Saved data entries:
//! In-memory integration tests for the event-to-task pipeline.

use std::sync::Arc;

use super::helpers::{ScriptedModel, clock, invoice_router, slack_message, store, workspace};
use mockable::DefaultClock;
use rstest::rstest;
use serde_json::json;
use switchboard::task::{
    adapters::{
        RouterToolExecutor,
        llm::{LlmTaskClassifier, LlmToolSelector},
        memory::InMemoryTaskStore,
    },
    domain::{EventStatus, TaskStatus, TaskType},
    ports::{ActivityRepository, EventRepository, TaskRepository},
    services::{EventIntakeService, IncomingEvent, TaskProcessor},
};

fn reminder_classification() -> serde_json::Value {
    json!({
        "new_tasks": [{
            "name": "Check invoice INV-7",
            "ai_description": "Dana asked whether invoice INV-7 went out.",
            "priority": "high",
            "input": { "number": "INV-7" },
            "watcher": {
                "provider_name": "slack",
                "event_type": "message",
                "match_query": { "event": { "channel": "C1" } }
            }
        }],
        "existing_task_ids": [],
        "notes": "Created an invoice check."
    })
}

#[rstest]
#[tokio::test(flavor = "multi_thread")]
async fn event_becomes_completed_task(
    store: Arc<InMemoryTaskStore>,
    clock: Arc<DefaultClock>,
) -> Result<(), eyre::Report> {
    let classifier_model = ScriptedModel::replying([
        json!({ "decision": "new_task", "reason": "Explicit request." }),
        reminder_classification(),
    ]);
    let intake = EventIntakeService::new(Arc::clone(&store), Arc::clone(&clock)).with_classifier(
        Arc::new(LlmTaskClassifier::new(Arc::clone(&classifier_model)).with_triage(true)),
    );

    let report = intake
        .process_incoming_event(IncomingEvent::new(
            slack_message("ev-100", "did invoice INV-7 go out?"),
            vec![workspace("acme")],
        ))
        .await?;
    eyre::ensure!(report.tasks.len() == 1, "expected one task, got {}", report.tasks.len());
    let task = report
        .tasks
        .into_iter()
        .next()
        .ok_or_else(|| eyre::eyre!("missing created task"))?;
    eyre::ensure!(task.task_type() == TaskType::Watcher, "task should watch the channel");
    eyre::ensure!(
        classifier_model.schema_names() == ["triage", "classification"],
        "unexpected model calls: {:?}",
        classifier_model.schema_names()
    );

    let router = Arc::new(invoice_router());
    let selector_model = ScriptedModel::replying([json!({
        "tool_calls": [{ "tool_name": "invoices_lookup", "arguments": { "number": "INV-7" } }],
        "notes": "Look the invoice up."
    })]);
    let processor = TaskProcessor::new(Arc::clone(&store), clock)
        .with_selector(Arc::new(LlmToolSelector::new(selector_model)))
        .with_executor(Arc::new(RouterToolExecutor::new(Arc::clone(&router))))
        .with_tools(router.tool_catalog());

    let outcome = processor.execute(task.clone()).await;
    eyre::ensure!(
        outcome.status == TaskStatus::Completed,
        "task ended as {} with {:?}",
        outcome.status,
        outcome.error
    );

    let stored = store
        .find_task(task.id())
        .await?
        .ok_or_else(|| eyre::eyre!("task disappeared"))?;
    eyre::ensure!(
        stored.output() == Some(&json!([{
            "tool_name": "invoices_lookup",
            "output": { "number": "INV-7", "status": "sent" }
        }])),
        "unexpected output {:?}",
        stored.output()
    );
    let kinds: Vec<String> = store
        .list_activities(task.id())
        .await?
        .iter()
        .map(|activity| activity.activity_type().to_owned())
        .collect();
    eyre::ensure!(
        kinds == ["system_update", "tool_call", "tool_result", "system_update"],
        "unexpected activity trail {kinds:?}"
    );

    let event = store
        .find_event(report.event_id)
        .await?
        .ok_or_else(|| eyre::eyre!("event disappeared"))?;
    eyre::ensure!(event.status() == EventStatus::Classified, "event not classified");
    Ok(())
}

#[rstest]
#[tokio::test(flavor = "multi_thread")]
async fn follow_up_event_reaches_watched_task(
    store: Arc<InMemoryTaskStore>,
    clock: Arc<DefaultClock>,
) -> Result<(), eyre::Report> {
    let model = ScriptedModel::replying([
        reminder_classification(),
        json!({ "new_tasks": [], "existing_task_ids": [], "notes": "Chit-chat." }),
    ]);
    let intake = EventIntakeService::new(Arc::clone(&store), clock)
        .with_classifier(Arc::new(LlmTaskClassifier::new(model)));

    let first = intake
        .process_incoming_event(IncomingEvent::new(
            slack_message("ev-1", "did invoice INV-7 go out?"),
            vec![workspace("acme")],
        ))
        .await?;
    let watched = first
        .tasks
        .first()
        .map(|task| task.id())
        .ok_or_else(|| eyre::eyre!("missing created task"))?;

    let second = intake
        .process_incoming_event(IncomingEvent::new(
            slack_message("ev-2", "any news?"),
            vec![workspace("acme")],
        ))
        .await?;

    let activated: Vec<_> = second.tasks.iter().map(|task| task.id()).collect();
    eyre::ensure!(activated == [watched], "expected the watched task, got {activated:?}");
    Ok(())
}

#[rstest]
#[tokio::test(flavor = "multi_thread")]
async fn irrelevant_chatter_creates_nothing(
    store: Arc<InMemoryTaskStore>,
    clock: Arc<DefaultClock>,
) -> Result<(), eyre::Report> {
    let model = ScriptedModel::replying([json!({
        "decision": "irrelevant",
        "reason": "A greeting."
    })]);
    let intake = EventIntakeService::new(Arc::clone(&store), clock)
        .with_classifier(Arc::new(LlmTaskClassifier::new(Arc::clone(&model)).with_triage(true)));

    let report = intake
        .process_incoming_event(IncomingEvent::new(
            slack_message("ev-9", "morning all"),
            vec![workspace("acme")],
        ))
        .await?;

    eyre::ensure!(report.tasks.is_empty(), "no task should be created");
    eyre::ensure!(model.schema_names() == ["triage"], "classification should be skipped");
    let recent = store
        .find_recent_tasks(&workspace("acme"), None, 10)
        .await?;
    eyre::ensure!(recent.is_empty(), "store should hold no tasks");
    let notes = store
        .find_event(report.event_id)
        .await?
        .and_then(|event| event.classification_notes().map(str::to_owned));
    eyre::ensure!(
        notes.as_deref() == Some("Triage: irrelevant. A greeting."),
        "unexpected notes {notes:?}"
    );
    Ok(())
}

EXERCISE REQUIREMENTS: Search the entries above for lines containing the word "stored", and copy each one.

OUTPUT BELOW:
    let stored = store
        stored.output() == Some(&json!([{
        stored.output()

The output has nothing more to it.